Sealing air leaks around windows and doors can save you energy and money. | Courtesy of Flickr user Alyson Hurt.
Originally posted on Energy.gov
Air leaks can waste a lot of your energy dollars. Whether leaks are letting hot air inside during the warmer months or letting in drafts during the cooler season, one of the quickest energy- and money-saving tasks you can do is caulk, seal and weather strip all cracks and large openings to the outside. Air takes the path of least resistance, so you should aim to seal the big holes first. We've laid out some simple instructions for sealing most of these air leakage pathways -- but if you're sealing heating and cooling ducts, we suggest contacting contractor that's familiar with the different air sealing methods often best done with ductwork.

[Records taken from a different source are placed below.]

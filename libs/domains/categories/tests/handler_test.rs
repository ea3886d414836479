//! Handler tests for the Categories domain (admin and public routers).

use axum::body::Body;
use axum::http::{Request, StatusCode};
use domain_categories::usage::NoCategoryUsage;
use domain_categories::*;
use http_body_util::BodyExt;
use serde_json::{Value, json};
use std::sync::Arc;
use tower::ServiceExt;

async fn json_body<T: serde::de::DeserializeOwned>(body: Body) -> T {
    let bytes = body.collect().await.unwrap().to_bytes();
    serde_json::from_slice(&bytes).unwrap()
}

fn routers() -> (axum::Router, axum::Router) {
    let service = CategoryService::new(InMemoryCategoryRepository::new(), Arc::new(NoCategoryUsage));
    (
        handlers::admin_router(service.clone()),
        handlers::public_router(service),
    )
}

fn json_request(method: &str, uri: &str, body: Value) -> Request<Body> {
    Request::builder()
        .method(method)
        .uri(uri)
        .header("content-type", "application/json")
        .body(Body::from(body.to_string()))
        .unwrap()
}

#[tokio::test]
async fn test_create_then_browse() {
    let (admin, public) = routers();

    let response = admin
        .oneshot(json_request("POST", "/", json!({ "name": "Concerts" })))
        .await
        .unwrap();
    assert_eq!(response.status(), StatusCode::CREATED);
    let created: Category = json_body(response.into_body()).await;

    let response = public
        .clone()
        .oneshot(Request::builder().uri("/").body(Body::empty()).unwrap())
        .await
        .unwrap();
    assert_eq!(response.status(), StatusCode::OK);
    let all: Vec<Category> = json_body(response.into_body()).await;
    assert_eq!(all, vec![created.clone()]);

    let response = public
        .oneshot(
            Request::builder()
                .uri(format!("/{}", created.id))
                .body(Body::empty())
                .unwrap(),
        )
        .await
        .unwrap();
    assert_eq!(response.status(), StatusCode::OK);
}

#[tokio::test]
async fn test_blank_name_is_bad_request() {
    let (admin, _) = routers();
    let response = admin
        .oneshot(json_request("POST", "/", json!({ "name": "" })))
        .await
        .unwrap();
    assert_eq!(response.status(), StatusCode::BAD_REQUEST);
}

#[tokio::test]
async fn test_rename_conflict_and_not_found() {
    let (admin, _) = routers();
    for name in ["Concerts", "Films"] {
        admin
            .clone()
            .oneshot(json_request("POST", "/", json!({ "name": name })))
            .await
            .unwrap();
    }

    let response = admin
        .clone()
        .oneshot(json_request("PATCH", "/2", json!({ "name": "concerts" })))
        .await
        .unwrap();
    assert_eq!(response.status(), StatusCode::CONFLICT);

    let response = admin
        .oneshot(json_request("PATCH", "/99", json!({ "name": "Theatre" })))
        .await
        .unwrap();
    assert_eq!(response.status(), StatusCode::NOT_FOUND);
    let body: Value = json_body(response.into_body()).await;
    assert_eq!(body["message"], "Category with id=99 was not found");
}

#[tokio::test]
async fn test_delete_category() {
    let (admin, public) = routers();
    admin
        .clone()
        .oneshot(json_request("POST", "/", json!({ "name": "Concerts" })))
        .await
        .unwrap();

    let response = admin
        .oneshot(
            Request::builder()
                .method("DELETE")
                .uri("/1")
                .body(Body::empty())
                .unwrap(),
        )
        .await
        .unwrap();
    assert_eq!(response.status(), StatusCode::NO_CONTENT);

    let response = public
        .oneshot(Request::builder().uri("/1").body(Body::empty()).unwrap())
        .await
        .unwrap();
    assert_eq!(response.status(), StatusCode::NOT_FOUND);
}
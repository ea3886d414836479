//! Composable event filters shared by the admin and public listings.

use chrono::{DateTime, Utc};

use crate::error::{EventError, EventResult};
use crate::models::{Event, EventSort, EventState};

/// Row order of a search.
#[derive(Debug, Clone, Copy, Default, PartialEq, Eq)]
pub enum EventOrder {
    #[default]
    Id,
    EventDate,
}

/// Conjunction of optional filters; empty lists and `None` match everything.
#[derive(Debug, Clone, Default, PartialEq)]
pub struct EventCriteria {
    pub initiators: Vec<i64>,
    pub states: Vec<EventState>,
    pub categories: Vec<i64>,
    /// Lowercased substring of annotation or description
    pub text: Option<String>,
    pub paid: Option<bool>,
    /// `event_date >= range_start`
    pub range_start: Option<DateTime<Utc>>,
    /// `event_date <= range_end`
    pub range_end: Option<DateTime<Utc>>,
    pub order: EventOrder,
}

impl EventCriteria {
    pub fn initiated_by(user_id: i64) -> Self {
        Self {
            initiators: vec![user_id],
            ..Self::default()
        }
    }

    pub fn with_text(mut self, text: Option<&str>) -> Self {
        self.text = text
            .map(str::trim)
            .filter(|t| !t.is_empty())
            .map(str::to_lowercase);
        self
    }

    /// In-memory evaluation; the Postgres store translates the same fields to SQL.
    pub fn matches(&self, event: &Event) -> bool {
        (self.initiators.is_empty() || self.initiators.contains(&event.initiator_id))
            && (self.states.is_empty() || self.states.contains(&event.state))
            && (self.categories.is_empty() || self.categories.contains(&event.category_id))
            && self.paid.is_none_or(|paid| event.paid == paid)
            && self.range_start.is_none_or(|start| event.event_date >= start)
            && self.range_end.is_none_or(|end| event.event_date <= end)
            && self.text.as_deref().is_none_or(|text| {
                event.annotation.to_lowercase().contains(text)
                    || event.description.to_lowercase().contains(text)
            })
    }

    /// Sort key consistent with [`EventOrder`], ties broken by id.
    pub fn sort(&self, events: &mut [Event]) {
        match self.order {
            EventOrder::Id => events.sort_by_key(|e| e.id),
            EventOrder::EventDate => events.sort_by_key(|e| (e.event_date, e.id)),
        }
    }
}

pub fn parse_states(raw: &[String]) -> EventResult<Vec<EventState>> {
    raw.iter()
        .map(|s| {
            s.parse::<EventState>()
                .map_err(|_| EventError::BadRequest(format!("Unknown event state: {}", s)))
        })
        .collect()
}

pub fn parse_date(raw: Option<&str>, field: &str) -> EventResult<Option<DateTime<Utc>>> {
    raw.map(|value| {
        axum_helpers::datetime::parse(value).map_err(|_| {
            EventError::BadRequest(format!(
                "Field: {}. Error: expected yyyy-MM-dd HH:mm:ss. Value: {}",
                field, value
            ))
        })
    })
    .transpose()
}

pub fn parse_sort(raw: Option<&str>) -> EventResult<Option<EventSort>> {
    raw.map(|value| {
        value
            .parse::<EventSort>()
            .map_err(|_| EventError::BadRequest(format!("Unknown sort: {}", value)))
    })
    .transpose()
}

/// Rejects windows whose start lies after their end.
pub fn check_range(start: Option<DateTime<Utc>>, end: Option<DateTime<Utc>>) -> EventResult<()> {
    match (start, end) {
        (Some(start), Some(end)) if start > end => Err(EventError::BadRequest(
            "rangeStart must not be after rangeEnd".to_string(),
        )),
        _ => Ok(()),
    }
}
use async_trait::async_trait;
use std::collections::HashMap;
use std::sync::Arc;
use std::sync::atomic::{AtomicI64, Ordering};
use tokio::sync::RwLock;

use crate::error::{CategoryError, CategoryResult};
use crate::models::{Category, NewCategory};

/// Repository trait for Category persistence
#[cfg_attr(test, mockall::automock)]
#[async_trait]
pub trait CategoryRepository: Send + Sync {
    async fn create(&self, input: NewCategory) -> CategoryResult<Category>;

    async fn get_by_id(&self, id: i64) -> CategoryResult<Option<Category>>;

    /// Categories among `ids`; unknown ids are skipped
    async fn find_by_ids(&self, ids: &[i64]) -> CategoryResult<Vec<Category>>;

    /// Page of categories ordered by id
    async fn list(&self, offset: u64, limit: u64) -> CategoryResult<Vec<Category>>;

    async fn rename(&self, id: i64, name: String) -> CategoryResult<Category>;

    async fn delete(&self, id: i64) -> CategoryResult<bool>;

    /// Case-insensitive name lookup, ignoring the category `exclude`
    async fn exists_by_name(&self, name: &str, exclude: Option<i64>) -> CategoryResult<bool>;
}

/// In-memory implementation of CategoryRepository (for development/testing)
#[derive(Debug, Default, Clone)]
pub struct InMemoryCategoryRepository {
    categories: Arc<RwLock<HashMap<i64, Category>>>,
    next_id: Arc<AtomicI64>,
}

impl InMemoryCategoryRepository {
    pub fn new() -> Self {
        Self::default()
    }
}

fn name_taken(categories: &HashMap<i64, Category>, name: &str, exclude: Option<i64>) -> bool {
    categories
        .values()
        .any(|c| Some(c.id) != exclude && c.name.to_lowercase() == name.to_lowercase())
}

#[async_trait]
impl CategoryRepository for InMemoryCategoryRepository {
    async fn create(&self, input: NewCategory) -> CategoryResult<Category> {
        let mut categories = self.categories.write().await;

        if name_taken(&categories, &input.name, None) {
            return Err(CategoryError::DuplicateName(input.name));
        }

        let category = Category {
            id: self.next_id.fetch_add(1, Ordering::SeqCst) + 1,
            name: input.name,
        };
        categories.insert(category.id, category.clone());

        tracing::info!(category_id = category.id, "Created category");
        Ok(category)
    }

    async fn get_by_id(&self, id: i64) -> CategoryResult<Option<Category>> {
        let categories = self.categories.read().await;
        Ok(categories.get(&id).cloned())
    }

    async fn find_by_ids(&self, ids: &[i64]) -> CategoryResult<Vec<Category>> {
        let categories = self.categories.read().await;
        let mut found: Vec<Category> = ids
            .iter()
            .filter_map(|id| categories.get(id).cloned())
            .collect();
        found.sort_by_key(|c| c.id);
        found.dedup_by_key(|c| c.id);
        Ok(found)
    }

    async fn list(&self, offset: u64, limit: u64) -> CategoryResult<Vec<Category>> {
        let categories = self.categories.read().await;
        let mut result: Vec<Category> = categories.values().cloned().collect();
        result.sort_by_key(|c| c.id);
        Ok(result
            .into_iter()
            .skip(offset as usize)
            .take(limit as usize)
            .collect())
    }

    async fn rename(&self, id: i64, name: String) -> CategoryResult<Category> {
        let mut categories = self.categories.write().await;

        if name_taken(&categories, &name, Some(id)) {
            return Err(CategoryError::DuplicateName(name));
        }

        let category = categories.get_mut(&id).ok_or(CategoryError::NotFound(id))?;
        category.name = name;

        tracing::info!(category_id = id, "Renamed category");
        Ok(category.clone())
    }

    async fn delete(&self, id: i64) -> CategoryResult<bool> {
        let mut categories = self.categories.write().await;
        Ok(categories.remove(&id).is_some())
    }

    async fn exists_by_name(&self, name: &str, exclude: Option<i64>) -> CategoryResult<bool> {
        let categories = self.categories.read().await;
        Ok(name_taken(&categories, name, exclude))
    }
}
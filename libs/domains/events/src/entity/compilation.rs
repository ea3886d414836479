use sea_orm::ActiveValue::{NotSet, Set};
use sea_orm::entity::prelude::*;

use crate::models::Compilation;

/// Sea-ORM Entity for the compilations table
#[derive(Clone, Debug, PartialEq, Eq, DeriveEntityModel)]
#[sea_orm(table_name = "compilations")]
pub struct Model {
    #[sea_orm(primary_key)]
    pub id: i64,
    pub title: String,
    pub pinned: bool,
}

#[derive(Copy, Clone, Debug, EnumIter, DeriveRelation)]
pub enum Relation {}

impl ActiveModelBehavior for ActiveModel {}

impl Model {
    pub fn into_compilation(self, event_ids: Vec<i64>) -> Compilation {
        Compilation {
            id: self.id,
            title: self.title,
            pinned: self.pinned,
            event_ids,
        }
    }
}

impl From<&Compilation> for ActiveModel {
    fn from(compilation: &Compilation) -> Self {
        Self {
            id: if compilation.id == 0 {
                NotSet
            } else {
                Set(compilation.id)
            },
            title: Set(compilation.title.clone()),
            pinned: Set(compilation.pinned),
        }
    }
}
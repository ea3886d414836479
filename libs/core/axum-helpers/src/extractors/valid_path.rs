use crate::errors::AppError;
use axum::{
    extract::{FromRequestParts, Path},
    http::request::Parts,
};
use serde::de::DeserializeOwned;

/// `Path` whose rejection is a 400 [`AppError::InvalidPath`].
///
/// ```ignore
/// async fn get_event(ValidPath(id): ValidPath<i64>) -> String {
///     id.to_string()
/// }
/// ```
pub struct ValidPath<T>(pub T);

impl<T, S> FromRequestParts<S> for ValidPath<T>
where
    T: DeserializeOwned + Send,
    S: Send + Sync,
{
    type Rejection = AppError;

    async fn from_request_parts(parts: &mut Parts, state: &S) -> Result<Self, Self::Rejection> {
        let Path(value) = Path::<T>::from_request_parts(parts, state)
            .await
            .map_err(|e| AppError::InvalidPath(e.body_text()))?;
        Ok(ValidPath(value))
    }
}

#[cfg(test)]
mod tests {
    use super::*;
    use axum::{
        Router,
        body::Body,
        http::{Request, StatusCode},
        routing::get,
    };
    use tower::ServiceExt;

    fn app() -> Router {
        Router::new().route(
            "/events/{id}",
            get(|ValidPath(id): ValidPath<i64>| async move { id.to_string() }),
        )
    }

    #[tokio::test]
    async fn test_numeric_path() {
        let request = Request::builder().uri("/events/42").body(Body::empty()).unwrap();
        let response = app().oneshot(request).await.unwrap();
        assert_eq!(response.status(), StatusCode::OK);
    }

    #[tokio::test]
    async fn test_non_numeric_path_is_bad_request() {
        let request = Request::builder().uri("/events/abc").body(Body::empty()).unwrap();
        let response = app().oneshot(request).await.unwrap();
        assert_eq!(response.status(), StatusCode::BAD_REQUEST);
    }
}
use axum::response::{IntoResponse, Response};
use axum_helpers::AppError;
use thiserror::Error;

#[derive(Debug, Error)]
pub enum UserError {
    #[error("User with id={0} was not found")]
    NotFound(i64),

    #[error("User email must be unique")]
    DuplicateEmail(String),

    #[error("Invalid input: {0}")]
    Validation(String),

    #[error("Internal error: {0}")]
    Internal(String),
}

pub type UserResult<T> = Result<T, UserError>;

impl From<sea_orm::DbErr> for UserError {
    fn from(err: sea_orm::DbErr) -> Self {
        UserError::Internal(format!("Database error: {}", err))
    }
}

impl From<UserError> for AppError {
    fn from(err: UserError) -> Self {
        match err {
            UserError::NotFound(_) => AppError::NotFound(err.to_string()),
            UserError::DuplicateEmail(_) => AppError::Conflict(err.to_string()),
            UserError::Validation(msg) => AppError::BadRequest(msg),
            UserError::Internal(msg) => AppError::InternalServerError(msg),
        }
    }
}

impl IntoResponse for UserError {
    fn into_response(self) -> Response {
        let app_error: AppError = self.into();
        app_error.into_response()
    }
}
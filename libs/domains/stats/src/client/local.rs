use async_trait::async_trait;
use chrono::{DateTime, Utc};
use std::collections::HashMap;

use super::{ViewStatsClient, sum_by_uri};
use crate::error::StatsResult;
use crate::models::{EndpointHit, StatsQuery};
use crate::repository::HitRepository;
use crate::service::StatsService;

/// Calls a [`StatsService`] in the same process.
///
/// Used when the main service runs without a separate stats server, and in tests.
#[derive(Clone)]
pub struct LocalStatsClient<R: HitRepository> {
    service: StatsService<R>,
    app_name: String,
}

impl<R: HitRepository> LocalStatsClient<R> {
    pub fn new(service: StatsService<R>, app_name: impl Into<String>) -> Self {
        Self {
            service,
            app_name: app_name.into(),
        }
    }
}

#[async_trait]
impl<R: HitRepository> ViewStatsClient for LocalStatsClient<R> {
    async fn record_view(&self, uri: &str, ip: &str, timestamp: DateTime<Utc>) -> StatsResult<()> {
        self.service
            .record_hit(EndpointHit::new(self.app_name.as_str(), uri, ip, timestamp))
            .await?;
        Ok(())
    }

    async fn aggregate_views(
        &self,
        uris: &[String],
        start: DateTime<Utc>,
        end: DateTime<Utc>,
        unique: bool,
    ) -> StatsResult<HashMap<String, i64>> {
        if uris.is_empty() {
            return Ok(HashMap::new());
        }

        let stats = self
            .service
            .get_stats(StatsQuery {
                start,
                end,
                uris: uris.to_vec(),
                unique,
            })
            .await?;
        Ok(sum_by_uri(stats))
    }
}

#[cfg(test)]
mod tests {
    use super::*;
    use crate::repository::InMemoryHitRepository;
    use chrono::Duration;

    #[tokio::test]
    async fn test_recorded_views_are_counted_once_per_ip() {
        let client = LocalStatsClient::new(
            StatsService::new(InMemoryHitRepository::new()),
            "ewm-main-service",
        );
        let now = Utc::now();
        for ip in ["1.1.1.1", "1.1.1.1", "2.2.2.2"] {
            client.record_view("/events/3", ip, now).await.unwrap();
        }
        client.record_view("/events", "1.1.1.1", now).await.unwrap();

        let uris = vec!["/events/3".to_string(), "/events/4".to_string()];
        let views = client
            .aggregate_views(&uris, now - Duration::hours(1), now + Duration::hours(1), true)
            .await
            .unwrap();

        assert_eq!(views.len(), 1);
        assert_eq!(views["/events/3"], 2);
    }
}
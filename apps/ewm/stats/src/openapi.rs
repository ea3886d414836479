use utoipa::OpenApi;

#[derive(OpenApi)]
#[openapi(
    components(schemas(axum_helpers::ErrorResponse)),
    info(
        title = "EWM Stats API",
        version = "0.1.0",
        description = "Endpoint hit recording and view aggregation"
    )
)]
struct InfoDoc;

/// Stats routes live at the root, so their document is merged rather than nested.
pub struct ApiDoc;

impl OpenApi for ApiDoc {
    fn openapi() -> utoipa::openapi::OpenApi {
        let mut doc = InfoDoc::openapi();
        doc.merge(domain_stats::handlers::ApiDoc::openapi());
        doc
    }
}
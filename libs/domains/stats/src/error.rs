use axum::response::{IntoResponse, Response};
use axum_helpers::AppError;
use thiserror::Error;

#[derive(Debug, Error)]
pub enum StatsError {
    #[error("{0}")]
    BadRequest(String),

    #[error("Invalid input: {0}")]
    Validation(String),

    /// Stats server could not be reached or answered with an error
    #[error("Stats server error: {0}")]
    Remote(String),

    #[error("Internal error: {0}")]
    Internal(String),
}

pub type StatsResult<T> = Result<T, StatsError>;

impl From<sea_orm::DbErr> for StatsError {
    fn from(err: sea_orm::DbErr) -> Self {
        StatsError::Internal(format!("Database error: {}", err))
    }
}

impl From<reqwest::Error> for StatsError {
    fn from(err: reqwest::Error) -> Self {
        StatsError::Remote(err.to_string())
    }
}

impl From<StatsError> for AppError {
    fn from(err: StatsError) -> Self {
        match err {
            StatsError::BadRequest(msg) | StatsError::Validation(msg) => AppError::BadRequest(msg),
            StatsError::Remote(msg) => AppError::ServiceUnavailable(msg),
            StatsError::Internal(msg) => AppError::InternalServerError(msg),
        }
    }
}

impl IntoResponse for StatsError {
    fn into_response(self) -> Response {
        let app_error: AppError = self.into();
        app_error.into_response()
    }
}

Most caulking compounds come in disposable cartridges that fit in half-barrel caulking guns (if possible, purchase one with an automatic release). Some pressurized cartridges do not require caulking guns. When deciding how much caulking to purchase, consider that you'll probably need a half-cartridge per window or door and four cartridges for the foundation sill. Caulking compounds can also be found in aerosol cans, squeeze tubes, and ropes for small jobs or special applications -- but usually only lasts a few years. First time using a caulking gun? eHow.com has some great tips.
The average tube of white latex window and door caulk costs approximately $2, with specialty colors and types costing about $10. A caulk gun to help squeeze out the material for application generally range in price from $5 to $20.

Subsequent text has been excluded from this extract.